Puis, le cadavre inerte fut balancé au sol, laissant apparaitre Borok, couvert
de sueur, le visage ensanglanté par une profonde entaille au front.
Mordecai
se retourna vers les matelots qui avaient subi de lourdes pertes. Les Tharns
n’avaient fait aucun blessé, mais, tous ceux qui l’étaient déjà, étaient morts.
Ils
se précipitèrent vers les quais. Alors qu’ils embarquaient, Mordecai aperçu une
femme, un nourrisson dans les bras et un enfant à la main, qui accourait les
yeux pleins de larmes. Derrière eux, un homme les suivait de près, armé d’une
hache de bucheron. La femme manquait de trébucher à chaque pas, elle criait
pour appeler à l’aide. Mordecai accouru rapidement, mais soudainement, un
guerrier Tharn surgit d’une ruelle adjacente et décapita l’homme qui les
suivait. Le mercenaire saisit son fusil, tandis que la femme courait plus vite encore,
ses enfants poussant des gémissements stridents à la vue de l’horreur bestiale
qui se ruait sur eux, une lueur sauvage brillant dans ses
yeux jaunes.
Mordecai
ouvrit le feu. La balle fit mouche et le Tharn, touché à l’épaule, trébucha.

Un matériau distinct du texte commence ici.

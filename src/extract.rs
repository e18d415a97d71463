use std::path::Path;

use indicatif::ProgressBar;
use tracing::info;

use crate::discovery::{discover, Document};
use crate::error::{Error, Result};
use crate::parser::parse_document;
use crate::record::MonsterRecord;
use crate::settings::{ExtractOptions, Settings};

pub struct ExtractSummary {
    pub documents: usize,
    pub records: usize,
    pub skipped: usize,
}

/// Parse every document in order. Documents without a CR are dropped.
pub fn extract_documents(
    docs: &[Document],
    opts: &ExtractOptions,
    pb: &ProgressBar,
) -> Result<Vec<MonsterRecord>> {
    let mut records = Vec::with_capacity(docs.len());
    for doc in docs {
        if let Some(record) = parse_document(&doc.path, doc.kind, opts)? {
            records.push(record);
        }
        pb.inc(1);
    }
    Ok(records)
}

/// Pretty-printed UTF-8 JSON array, written in one go.
pub fn write_json(records: &[MonsterRecord], path: &Path) -> Result<()> {
    let json = serde_json::to_string_pretty(records).map_err(|source| Error::Json {
        path: path.to_path_buf(),
        source,
    })?;
    std::fs::write(path, json).map_err(|e| Error::io(path, e))
}

pub fn run(settings: &Settings, pb: &ProgressBar) -> Result<ExtractSummary> {
    let docs = discover(settings)?;
    info!(
        documents = docs.len(),
        html_dir = %settings.html_dir.display(),
        md_dir = %settings.md_dir.display(),
        "discovered documents"
    );
    pb.set_length(docs.len() as u64);

    let records = extract_documents(&docs, &settings.extract_options(), pb)?;
    write_json(&records, &settings.out_file)?;

    Ok(ExtractSummary {
        documents: docs.len(),
        records: records.len(),
        skipped: docs.len() - records.len(),
    })
}

#[cfg(test)]
mod tests {
    use std::fs;
    use std::path::PathBuf;

    use super::*;
    use crate::record::LegendaryFlag;

    fn fixture_settings(out: PathBuf) -> Settings {
        Settings {
            html_dir: PathBuf::from("tests/fixtures/html"),
            md_dir: PathBuf::from("tests/fixtures/md"),
            out_file: out,
            ..Settings::default()
        }
    }

    #[test]
    fn fixture_run() {
        let dir = tempfile::tempdir().unwrap();
        let out = dir.path().join("monsters.json");
        let summary = run(&fixture_settings(out.clone()), &ProgressBar::hidden()).unwrap();

        // goblin.md is shadowed by goblin.html; no_cr.html and commoner.md lack a CR
        assert_eq!(summary.documents, 6);
        assert_eq!(summary.skipped, 2);
        assert_eq!(summary.records, 4);

        let written: Vec<MonsterRecord> = serde_json::from_str(&fs::read_to_string(&out).unwrap()).unwrap();
        let files: Vec<&str> = written.iter().map(|r| r.file.as_str()).collect();
        assert_eq!(files, vec!["adult_red_dragon.html", "goblin.html", "lich.md", "wolf_mm_2024.md"]);
        assert!(written.iter().all(|r| !r.cr.is_empty()));
        assert_eq!(written[0].has_legendary_actions, LegendaryFlag::Yes);
    }

    #[test]
    fn each_cr_less_document_costs_one_record() {
        let dir = tempfile::tempdir().unwrap();
        let html = dir.path().join("html");
        fs::create_dir_all(&html).unwrap();
        fs::write(html.join("a.html"), "<h1>A</h1><ul><li><b>CR</b> 1</li></ul>").unwrap();
        fs::write(html.join("b.html"), "<h1>B</h1><ul><li><b>CR</b> 2</li></ul>").unwrap();

        let s = Settings {
            html_dir: html.clone(),
            md_dir: dir.path().join("md"),
            out_file: dir.path().join("out.json"),
            ..Settings::default()
        };
        assert_eq!(run(&s, &ProgressBar::hidden()).unwrap().records, 2);

        fs::write(html.join("c.html"), "<h1>C</h1><p>no rating</p>").unwrap();
        let summary = run(&s, &ProgressBar::hidden()).unwrap();
        assert_eq!(summary.records, 2);
        assert_eq!(summary.skipped, 1);
    }

    #[test]
    fn non_ascii_preserved() {
        let dir = tempfile::tempdir().unwrap();
        let out = dir.path().join("out.json");
        let docs = vec![Document {
            path: PathBuf::from("tests/fixtures/md/lich.md"),
            kind: crate::parser::DocumentKind::Markdown,
        }];
        let mut records = extract_documents(&docs, &ExtractOptions::default(), &ProgressBar::hidden()).unwrap();
        records[0].name = "Liche Écarlate".to_string();
        write_json(&records, &out).unwrap();
        let text = fs::read_to_string(&out).unwrap();
        assert!(text.contains("Liche Écarlate"));
        assert!(text.starts_with("[\n  {"));
    }

    #[test]
    fn rerun_overwrites_identically() {
        let dir = tempfile::tempdir().unwrap();
        let out = dir.path().join("monsters.json");
        let s = fixture_settings(out.clone());
        run(&s, &ProgressBar::hidden()).unwrap();
        let first = fs::read(&out).unwrap();
        run(&s, &ProgressBar::hidden()).unwrap();
        assert_eq!(first, fs::read(&out).unwrap());
    }
}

Mais, un second surgit des ténèbres embrasées du carnage et plaqua la femme au
sol. La violence de l’impact projeta le nourrisson dans les eaux sombres du
fleuve et disparut. Le second enfant se releva d’un bond pour s’enfuir, mais
une large hache vint se planter dans son dos, le tuant sur le coup.
***
Ayant
assisté impuissant à cette effroyable scène de carnage, Mordecai embarqua
rapidement. Les marins appareillèrent sur ordre du capitaine Fargas. Le bateau
s’éloigna doucement de la rive et s’avança sur les eaux rouges du sang des
villageois.
Alors
qu’ils passaient sous le pont qui franchissait le fleuve, une silhouette
replète courait en agitant frénétiquement les bras. Mordecai et Borok entendirent la petite voix flûtée de
leur employeur qui, paniqué, se ruait sur les quais. Mais lorsqu’il eut atteint
le pont pour sauter à bord, une simiesque créature se saisit de lui et
l’entraina vers la rue, où résonna un unique cri; ils ne seront finalement pas
payés. Puis, une clameur bestiale s’éleva du petit village. Au loin, Mordecai
aperçu la silhouette imposante d’un Tharn à la chevelure rousse, ornée de
cornes, qui brandissait deux immenses haches. Cet impressionnant guerrier
poussa un terrible cri qui résonna dans la nuit au-dessus de la clameur des
autres pillards. Le Tharn à la crête flamboyante exultait à la vue du massacre.
Alors
qu’il s’éloignait de plus en plus, le silence était retombé sur le hameau, dont
les flammes continuaient de danser dans l’air nocturne, les volutes de fumée
noires s’élevant toujours haut. Bientôt, ce spectacle flamboyant ne fut plus
qu’une lueur sur l’horizon bleuté de la nuit.
Le
soleil commençait doucement à pointer à l’est. Mordecai s’endormit contre la
balustrade. D’après Fargas, ils arriveraient bientôt à Merywyn.